There is no denying that Monero is now the undisputed king of the darknet, surpassing Bitcoin, which was once widely preferred cryptocurrency among cybercriminals. However, with Bitcoin transactions becoming more traceable with time and Monero, in attempts to strengthen its unique selling feature, privacy, has helped the latter emerge as the recent-favorite.
Attacks using the USB
In this case, as ESET suggests, most of the victims were targeted using a form of an external device such as the USB, which, when plugged in, installs an infected payload into the computer. The Monero mining botnet is then activated, which sends various commands to the node.

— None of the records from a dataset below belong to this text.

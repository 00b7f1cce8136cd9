use std::path::PathBuf;

use nalgebra::{DVector, UnitVector3, Vector3};

use crate::error::ConfigValidationError;

#[derive(
    serde::Serialize,
    serde::Deserialize,
    Debug,
    Clone,
    Copy,
    PartialEq,
    Eq,
    Hash,
    PartialOrd,
    Ord,
    derive_more::Display,
    derive_more::From,
)]
#[serde(transparent)]
pub struct ObjectId(pub u32);

#[derive(serde::Serialize, serde::Deserialize, Debug, Clone, PartialEq)]
#[serde(rename_all = "camelCase")]
pub struct FluidBlockConfig {
    pub object_id: ObjectId,
    pub start: Vec<f64>,
    pub end: Vec<f64>,
}

impl FluidBlockConfig {
    pub fn start(&self) -> DVector<f64> {
        DVector::from_column_slice(&self.start)
    }

    pub fn end(&self) -> DVector<f64> {
        DVector::from_column_slice(&self.end)
    }

    pub fn validate(&self, dim: usize) -> Result<(), ConfigValidationError> {
        let label = |name: &str| format!("FluidBlocks[{}].{}", self.object_id, name);
        check_components(&label("start"), &self.start, dim)?;
        check_components(&label("end"), &self.end, dim)
    }
}

#[derive(serde::Serialize, serde::Deserialize, Debug, Clone, PartialEq)]
#[serde(rename_all = "camelCase")]
pub struct RigidBodyConfig {
    pub object_id: ObjectId,
    pub geometry_file: PathBuf,
    pub scale: f64,
    pub translation: Vec<f64>,
    // Degrees.
    pub rotation_angle: f64,
    // Optional only so that its absence is reported as a validation error
    // naming the body, rather than as a parse failure.
    #[serde(default, skip_serializing_if = "Option::is_none")]
    pub rotation_axis: Option<Vec<f64>>,
}

/// World placement of a rigid-body mesh, applied as scale, then rotation about
/// the scaled mesh's centroid, then translation.
#[derive(Debug, Clone, PartialEq)]
pub struct RigidTransform {
    pub scale: f64,
    // Radians.
    pub rotation_angle: f64,
    pub rotation_axis: UnitVector3<f64>,
    pub translation: Vector3<f64>,
}

impl RigidBodyConfig {
    pub fn transform(&self) -> Result<RigidTransform, ConfigValidationError> {
        let id = self.object_id;
        let label = |name: &str| format!("RigidBodies[{}].{}", id, name);

        if !self.scale.is_finite() {
            return Err(ConfigValidationError::NonFinite {
                field: label("scale"),
            });
        }
        if self.scale <= 0.0 {
            return Err(ConfigValidationError::NonPositiveScale {
                id,
                scale: self.scale,
            });
        }
        if !self.rotation_angle.is_finite() {
            return Err(ConfigValidationError::NonFinite {
                field: label("rotationAngle"),
            });
        }

        check_components(&label("translation"), &self.translation, 3)?;

        let axis = self
            .rotation_axis
            .as_ref()
            .ok_or(ConfigValidationError::MissingRotationAxis(id))?;
        check_components(&label("rotationAxis"), axis, 3)?;
        let rotation_axis = UnitVector3::try_new(Vector3::from_column_slice(axis), f64::EPSILON)
            .ok_or(ConfigValidationError::ZeroRotationAxis(id))?;

        Ok(RigidTransform {
            scale: self.scale,
            rotation_angle: self.rotation_angle.to_radians(),
            rotation_axis,
            translation: Vector3::from_column_slice(&self.translation),
        })
    }
}

pub(crate) fn check_components(
    field: &str,
    values: &[f64],
    expected: usize,
) -> Result<(), ConfigValidationError> {
    if values.len() != expected {
        return Err(ConfigValidationError::DimensionMismatch {
            field: field.to_string(),
            expected,
            found: values.len(),
        });
    }
    if values.iter().any(|v| !v.is_finite()) {
        return Err(ConfigValidationError::NonFinite {
            field: field.to_string(),
        });
    }
    Ok(())
}

#[cfg(test)]
mod tests {
    use approx::assert_relative_eq;
    use nalgebra::Vector3;

    use super::*;

    fn rigid(axis: Option<Vec<f64>>) -> RigidBodyConfig {
        RigidBodyConfig {
            object_id: ObjectId(3),
            geometry_file: "meshes/cube.obj".into(),
            scale: 2.0,
            translation: vec![1.0, 0.0, -1.0],
            rotation_angle: 90.0,
            rotation_axis: axis,
        }
    }

    #[test]
    fn test_transform_converts_degrees_and_normalizes_axis() {
        let t = rigid(Some(vec![0.0, 0.0, 5.0])).transform().unwrap();
        assert_relative_eq!(t.rotation_angle, std::f64::consts::FRAC_PI_2);
        assert_relative_eq!(t.rotation_axis.into_inner(), Vector3::z());
        assert_relative_eq!(t.translation, Vector3::new(1.0, 0.0, -1.0));
        assert_relative_eq!(t.scale, 2.0);
    }

    #[test]
    fn test_missing_axis_is_rejected() {
        assert_eq!(
            rigid(None).transform(),
            Err(ConfigValidationError::MissingRotationAxis(ObjectId(3)))
        );
    }

    #[test]
    fn test_zero_axis_is_rejected() {
        assert_eq!(
            rigid(Some(vec![0.0, 0.0, 0.0])).transform(),
            Err(ConfigValidationError::ZeroRotationAxis(ObjectId(3)))
        );
    }

    #[test]
    fn test_malformed_translation_is_rejected() {
        let mut config = rigid(Some(vec![1.0, 0.0, 0.0]));
        config.translation = vec![1.0, 2.0];
        assert!(matches!(
            config.transform(),
            Err(ConfigValidationError::DimensionMismatch {
                expected: 3,
                found: 2,
                ..
            })
        ));
    }

    #[test]
    fn test_non_positive_scale_is_rejected() {
        let mut config = rigid(Some(vec![1.0, 0.0, 0.0]));
        config.scale = 0.0;
        assert!(matches!(
            config.transform(),
            Err(ConfigValidationError::NonPositiveScale { .. })
        ));
    }

    #[test]
    fn test_fluid_block_dimension_check() {
        let block = FluidBlockConfig {
            object_id: ObjectId(0),
            start: vec![0.0, 0.0],
            end: vec![1.0, 1.0, 1.0],
        };
        assert!(block.validate(2).is_err());
        assert!(block.validate(3).is_err());
    }
}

Meanwhile, there is a possibility that this recently uncovered crypto mining botnet may be used to mine other cryptocurrencies as well if the hackers were able to offer instructions to the nodes for the downloading of additional payloads.
XMR mining botnet wreaks havoc across Latin America
Furthermore, ESET, the team reveals that so far, over 2000 computers were found to be the targets of illegal XMR mining on an everyday basis across Latin America. If we assume the usual hash rate of 150H/s, we can safely deduce that these hackers have collected around $6000 worth XMR using this botnet until now, says ESET in the report.
Although the researchers have been able to successfully identify and detach a large chunk of the Monero mining malicious software, the team urges everyone to exercise the utmost caution as new infections could still make their way into the computers that weren’t a part of ESET’s project.